The MessageGateway Engine will bring voice to text-based chatbots. The Gateway accepts SIP VoIP and then communicates with a chatbot over a JSON/REST interface. The Gateway also communicates with Google over gRPC for Speech to Text and Amazon Poly over JSON/REST for Text to Speech.
Interfaces
SIP Interface - SIP signalling interface.
RTP Interface - G.711 and G.722 RTP media interface.
JSON/REST API - Chatbot textual interface.
Speech to Text - Google gRPC streaming recognition interface.
Text to Speech - Amazon Poly TTS
ChatAPI Fields:
Version: Version of the API
Call-ID: SIP Call-ID
Orig/Term: Originating and Terminating numbers
User-Agent: Device and Version
Voice: The Amazon TTS Voice to use.
Text: The Message
Suggested Third-party Libraries:
libFAAD
libFAAC
libjrtp
libgrpc
libprotobuf
openssl (required for libgrpc)
reSIProcate
BOOST
libevent
Other Third-party libraries may be used as long as they are not GPL.
Operation:
1) Incoming SIP call to Gateway
2) Gateway sends chatbot a ping message with Call-ID, Orig/Term numbers, User-Agent: this lets the chatbot know a new session is starting.

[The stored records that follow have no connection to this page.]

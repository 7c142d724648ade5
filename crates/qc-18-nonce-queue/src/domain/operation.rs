//! Pure derivations over a `UserOperation`: sender, nonce parts and hash.
//!
//! The hash follows the entry point packing: every field is a 32-byte word,
//! dynamic byte fields are replaced by their Keccak-256 digest, and the
//! result is hashed again together with the entry point and chain id.

use super::entities::{Address, Hash, UserOperation, U256};
use crate::error::{NonceQueueError, Result};
use sha3::{Digest, Keccak256};

/// Width of the sequential part of a nonce, in bits.
pub const NONCE_SEQUENCE_BITS: usize = 64;

/// Returns the account whose nonce gates the operation.
///
/// # Errors
/// Returns `InvalidOperation` for the zero address.
pub fn derive_sender(operation: &UserOperation) -> Result<Address> {
    if operation.sender == [0u8; 20] {
        return Err(NonceQueueError::InvalidOperation(
            "sender is the zero address".to_string(),
        ));
    }
    Ok(operation.sender)
}

/// Splits a 256-bit nonce into `(key, sequence)`.
pub fn decompose_nonce(nonce: U256) -> (U256, u64) {
    (nonce >> NONCE_SEQUENCE_BITS, nonce.low_u64())
}

/// Inverse of [`decompose_nonce`].
pub fn compose_nonce(key: U256, sequence: u64) -> U256 {
    (key << NONCE_SEQUENCE_BITS) | U256::from(sequence)
}

/// Computes the operation hash bound to an entry point and chain.
pub fn compute_operation_hash(
    operation: &UserOperation,
    entry_point: &Address,
    chain_id: u64,
) -> Hash {
    let mut packed = Vec::with_capacity(32 * 10);
    packed.extend_from_slice(&address_word(&operation.sender));
    packed.extend_from_slice(&u256_word(operation.nonce));
    packed.extend_from_slice(&keccak256(&operation.init_code));
    packed.extend_from_slice(&keccak256(&operation.call_data));
    packed.extend_from_slice(&u256_word(operation.call_gas_limit));
    packed.extend_from_slice(&u256_word(operation.verification_gas_limit));
    packed.extend_from_slice(&u256_word(operation.pre_verification_gas));
    packed.extend_from_slice(&u256_word(operation.max_fee_per_gas));
    packed.extend_from_slice(&u256_word(operation.max_priority_fee_per_gas));
    packed.extend_from_slice(&keccak256(&operation.paymaster_and_data));

    let mut outer = Vec::with_capacity(32 * 3);
    outer.extend_from_slice(&keccak256(&packed));
    outer.extend_from_slice(&address_word(entry_point));
    outer.extend_from_slice(&u256_word(U256::from(chain_id)));

    keccak256(&outer)
}

fn keccak256(data: &[u8]) -> Hash {
    let mut hash = [0u8; 32];
    hash.copy_from_slice(&Keccak256::digest(data));
    hash
}

fn address_word(address: &Address) -> [u8; 32] {
    let mut word = [0u8; 32];
    word[12..].copy_from_slice(address);
    word
}

fn u256_word(value: U256) -> [u8; 32] {
    let mut word = [0u8; 32];
    value.to_big_endian(&mut word);
    word
}
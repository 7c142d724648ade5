//! Core domain entities for the nonce queue.
//!
//! A `UserOperation` is the account-abstraction payload submitted through an
//! entry point contract. A `QueuedEntry` wraps one operation together with
//! the values derived from it at enqueue time.

use super::operation::{compute_operation_hash, decompose_nonce, derive_sender};
use crate::error::Result;

pub use primitive_types::U256;

/// A 20-byte account or contract address.
pub type Address = [u8; 20];

/// A 32-byte Keccak-256 hash.
pub type Hash = [u8; 32];

/// Timestamp in milliseconds since UNIX epoch.
pub type Timestamp = u64;

/// Account-abstraction operation as submitted to an entry point.
#[derive(Clone, Debug, PartialEq, Eq, Default)]
pub struct UserOperation {
    /// Smart account sending the operation.
    pub sender: Address,
    /// Full 256-bit nonce: `key << 64 | sequence`.
    pub nonce: U256,
    /// Account factory call data (empty for deployed accounts).
    pub init_code: Vec<u8>,
    /// Call executed by the account.
    pub call_data: Vec<u8>,
    /// Gas for the main execution call.
    pub call_gas_limit: U256,
    /// Gas for the verification step.
    pub verification_gas_limit: U256,
    /// Gas paid to the bundler for calldata and overhead.
    pub pre_verification_gas: U256,
    /// EIP-1559 max fee per gas.
    pub max_fee_per_gas: U256,
    /// EIP-1559 max priority fee per gas.
    pub max_priority_fee_per_gas: U256,
    /// Paymaster address followed by paymaster-specific data.
    pub paymaster_and_data: Vec<u8>,
    /// Account signature over the operation hash.
    pub signature: Vec<u8>,
}

/// One operation waiting for its nonce to become current on-chain.
///
/// Nonce parts and hash are derived once at construction and never change.
/// Duplicate hashes across entries are allowed.
#[derive(Clone, Debug, PartialEq, Eq)]
pub struct QueuedEntry {
    entry_point: Address,
    operation_hash: Hash,
    operation: UserOperation,
    nonce_key: U256,
    nonce_value: u64,
    pub(crate) enqueued_at: Timestamp,
}

impl QueuedEntry {
    /// Builds an entry, deriving hash and nonce parts from the operation.
    ///
    /// # Errors
    /// Returns `InvalidOperation` if the operation has no usable sender.
    pub fn new(
        operation: UserOperation,
        entry_point: Address,
        chain_id: u64,
        enqueued_at: Timestamp,
    ) -> Result<Self> {
        derive_sender(&operation)?;
        let operation_hash = compute_operation_hash(&operation, &entry_point, chain_id);
        let (nonce_key, nonce_value) = decompose_nonce(operation.nonce);

        Ok(Self {
            entry_point,
            operation_hash,
            operation,
            nonce_key,
            nonce_value,
            enqueued_at,
        })
    }

    /// Entry point contract owning the nonce namespace.
    pub fn entry_point(&self) -> &Address {
        &self.entry_point
    }

    /// Content hash of operation, entry point and chain id.
    pub fn operation_hash(&self) -> &Hash {
        &self.operation_hash
    }

    /// Account whose nonce gates this entry, re-derived from the payload.
    pub fn sender(&self) -> Address {
        self.operation.sender
    }

    /// The queued payload.
    pub fn operation(&self) -> &UserOperation {
        &self.operation
    }

    /// Non-sequential nonce namespace (upper 192 bits).
    pub fn nonce_key(&self) -> U256 {
        self.nonce_key
    }

    /// Sequence number that must match on-chain (lower 64 bits).
    pub fn nonce_value(&self) -> u64 {
        self.nonce_value
    }

    /// Insertion time (ms).
    pub fn enqueued_at(&self) -> Timestamp {
        self.enqueued_at
    }

    /// True once the entry has outlived `retention_ms` at `now`.
    pub fn is_expired(&self, now: Timestamp, retention_ms: u64) -> bool {
        now.saturating_sub(self.enqueued_at) > retention_ms
    }

    /// Short hex form of the hash for logs.
    pub fn short_hash(&self) -> String {
        hex::encode(&self.operation_hash[..4])
    }
}
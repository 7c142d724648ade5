//! # Inbound Port - NonceQueueApi
//!
//! API offered to the RPC layer and to the owning node.

use crate::domain::{Address, Hash, QueueStatus, ReconcileReport, UserOperation};
use crate::error::Result;
use async_trait::async_trait;

/// Primary API of the nonce queue.
///
/// # Example
///
/// ```rust,ignore
/// let queue = Arc::new(NonceQueueService::new(config, reader, sink)?);
///
/// // RPC handler: mempool rejected the op because its nonce is ahead
/// let hash = queue.enqueue(op, entry_point)?;
///
/// // Manual pass, e.g. after a new block
/// let report = queue.reconcile_once().await;
/// ```
///
/// The periodic task is owned by the service itself
/// (`NonceQueueService::start` / `NonceQueueService::stop`).
#[async_trait]
pub trait NonceQueueApi: Send + Sync {
    /// Queues an operation until its nonce becomes current.
    ///
    /// # Errors
    /// - `InvalidOperation`: sender/nonce/hash could not be derived
    fn enqueue(&self, operation: UserOperation, entry_point: Address) -> Result<Hash>;

    /// Runs one reconciliation pass. Never overlaps another pass.
    async fn reconcile_once(&self) -> ReconcileReport;

    /// Checks if an operation hash is queued.
    fn contains(&self, hash: &Hash) -> bool;

    /// Current queue status.
    fn status(&self) -> QueueStatus;

    /// Number of queued entries.
    fn len(&self) -> usize;

    /// Returns true if nothing is queued.
    fn is_empty(&self) -> bool;
}
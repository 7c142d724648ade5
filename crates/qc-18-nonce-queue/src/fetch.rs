//! Batched nonce fetch with per-entry fallback.
//!
//! ```text
//! [BatchAttempt] ──ok──→ [Resolved(Batched)]
//!       │
//!       └── aggregate error ──→ [FallbackAttempt] ──→ [Resolved(PerEntry)]
//! ```
//!
//! Fallback reads run concurrently and all complete before the fetch
//! resolves. The fetch never fails as a whole; failures surface per outcome.

use crate::domain::{FetchMode, NonceQuery, NonceReadOutcome};
use crate::ports::outbound::NonceReader;
use futures::future::join_all;
use tracing::{debug, warn};

/// Outcomes of a nonce fetch and the strategy that produced them.
#[derive(Debug)]
pub struct NonceFetch {
    /// Strategy that produced `outcomes`.
    pub mode: FetchMode,
    /// Outcomes in query order. Length is whatever the reader returned.
    pub outcomes: Vec<NonceReadOutcome>,
}

enum FetchStage {
    BatchAttempt,
    FallbackAttempt,
    Resolved(NonceFetch),
}

/// Reads nonces for `queries`, degrading to one read per query if the
/// aggregated call fails.
pub async fn fetch_nonces<R>(reader: &R, queries: &[NonceQuery]) -> NonceFetch
where
    R: NonceReader + ?Sized,
{
    let mut stage = FetchStage::BatchAttempt;
    loop {
        stage = match stage {
            FetchStage::BatchAttempt => match reader.get_nonces(queries).await {
                Ok(outcomes) => FetchStage::Resolved(NonceFetch {
                    mode: FetchMode::Batched,
                    outcomes,
                }),
                Err(e) => {
                    warn!(
                        "[qc-18] Batched nonce read failed ({}), falling back to {} single reads",
                        e,
                        queries.len()
                    );
                    FetchStage::FallbackAttempt
                }
            },
            FetchStage::FallbackAttempt => {
                let outcomes = join_all(queries.iter().map(|query| reader.get_nonce(query))).await;
                debug!(
                    "[qc-18] Fallback reads finished: {}/{} succeeded",
                    outcomes.iter().filter(|o| o.is_ok()).count(),
                    outcomes.len()
                );
                FetchStage::Resolved(NonceFetch {
                    mode: FetchMode::PerEntry,
                    outcomes,
                })
            }
            FetchStage::Resolved(fetch) => return fetch,
        };
    }
}
//! Event types published on the bus
//!
//! Each kind carries its own typed payload. Events are notifications, not
//! commands: a consumer that needs the full picture reads a fresh snapshot
//! from the state container.

use std::fmt;

use serde::{Deserialize, Serialize};

/// Everything the core announces
#[derive(Clone, Debug, PartialEq, Eq, Serialize, Deserialize)]
#[serde(tag = "type")]
pub enum Event {
    /// The state changed in a way no more specific event describes
    StateChanged { version: u64 },

    /// A status poll succeeded for one shard
    StatusUpdate { shard: String, running: bool, enabled: bool },

    /// A new line from a followed shard log
    LogLine { shard: String, line: String },

    /// A log follow ended; `error` is set when the log source failed
    LogEnded { shard: String, error: Option<String> },

    /// A new line in the game chat log
    ChatMessage { line: String },

    /// The world status was replaced
    WorldUpdated { version: u64 },

    /// The mod list changed
    ModsRefreshed { count: usize },

    /// A user command finished
    CommandCompleted {
        /// Command name, e.g. "restart", "console", "update"
        command: String,
        /// Shard the command targeted, if any
        target: Option<String>,
        success: bool,
        message: String,
    },

    /// One line of updater output
    UpdaterOutput { line: String },
}

impl Event {
    /// The tag used for subscription routing
    pub fn kind(&self) -> EventKind {
        match self {
            Event::StateChanged { .. } => EventKind::StateChanged,
            Event::StatusUpdate { .. } => EventKind::StatusUpdate,
            Event::LogLine { .. } => EventKind::LogLine,
            Event::LogEnded { .. } => EventKind::LogEnded,
            Event::ChatMessage { .. } => EventKind::ChatMessage,
            Event::WorldUpdated { .. } => EventKind::WorldUpdated,
            Event::ModsRefreshed { .. } => EventKind::ModsRefreshed,
            Event::CommandCompleted { .. } => EventKind::CommandCompleted,
            Event::UpdaterOutput { .. } => EventKind::UpdaterOutput,
        }
    }

    /// The shard this event is about, if any
    pub fn shard(&self) -> Option<&str> {
        match self {
            Event::StatusUpdate { shard, .. } | Event::LogLine { shard, .. } | Event::LogEnded { shard, .. } => {
                Some(shard)
            }
            Event::CommandCompleted { target, .. } => target.as_deref(),
            Event::StateChanged { .. }
            | Event::ChatMessage { .. }
            | Event::WorldUpdated { .. }
            | Event::ModsRefreshed { .. }
            | Event::UpdaterOutput { .. } => None,
        }
    }
}

/// Field-less tag of an [`Event`]
#[derive(Clone, Copy, Debug, PartialEq, Eq, Hash, Serialize, Deserialize)]
pub enum EventKind {
    StateChanged,
    StatusUpdate,
    LogLine,
    LogEnded,
    ChatMessage,
    WorldUpdated,
    ModsRefreshed,
    CommandCompleted,
    UpdaterOutput,
}

impl EventKind {
    pub const ALL: [EventKind; 9] = [
        Self::StateChanged,
        Self::StatusUpdate,
        Self::LogLine,
        Self::LogEnded,
        Self::ChatMessage,
        Self::WorldUpdated,
        Self::ModsRefreshed,
        Self::CommandCompleted,
        Self::UpdaterOutput,
    ];

    pub fn as_str(&self) -> &'static str {
        match self {
            Self::StateChanged => "StateChanged",
            Self::StatusUpdate => "StatusUpdate",
            Self::LogLine => "LogLine",
            Self::LogEnded => "LogEnded",
            Self::ChatMessage => "ChatMessage",
            Self::WorldUpdated => "WorldUpdated",
            Self::ModsRefreshed => "ModsRefreshed",
            Self::CommandCompleted => "CommandCompleted",
            Self::UpdaterOutput => "UpdaterOutput",
        }
    }
}

impl fmt::Display for EventKind {
    fn fmt(&self, f: &mut fmt::Formatter<'_>) -> fmt::Result {
        f.write_str(self.as_str())
    }
}

#[cfg(test)]
mod tests {
    use super::*;

    #[test]
    fn test_kind_matches_variant() {
        let event = Event::LogLine {
            shard: "Master".to_string(),
            line: "Sim paused".to_string(),
        };
        assert_eq!(event.kind(), EventKind::LogLine);
        assert_eq!(event.shard(), Some("Master"));
    }

    #[test]
    fn test_command_completed_shard_is_target() {
        let event = Event::CommandCompleted {
            command: "update".to_string(),
            target: None,
            success: true,
            message: String::new(),
        };
        assert_eq!(event.shard(), None);
    }

    #[test]
    fn test_serialized_form_is_tagged() {
        let event = Event::ChatMessage {
            line: "[Say] (KU_abc) Wilson: hi".to_string(),
        };
        let json = serde_json::to_value(&event).unwrap();
        assert_eq!(json["type"], "ChatMessage");
        assert_eq!(json["line"], "[Say] (KU_abc) Wilson: hi");
    }
}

3) 2-way media is setup between SIP user and Gateway
4) Incomming media is streamed to Google over gRPC
5) Chatbot sends "Hello" in Text: with Voice: set to the desired Amazon Polly Voice.
6) Gateway sends "Hello" text to Amazon Polly for TTS
7) Response from Amazon Poly contains "Hello" speech
8) "Hello" speech is sent to SIP User
9) "What time is it?" coms in from SIP User
10) Google responds with Text "What time is it?"
11) Test: "What time is it?" is sent to chatbot
12) Text "7:28 PM" sent to Gateway
13) Gateway sends "7:28 PM" text to Amazon Polly for TTS
14) Response from Amazon Poly contains "7:28 PM"
15) "7:28 PM" speech is sent to SIP User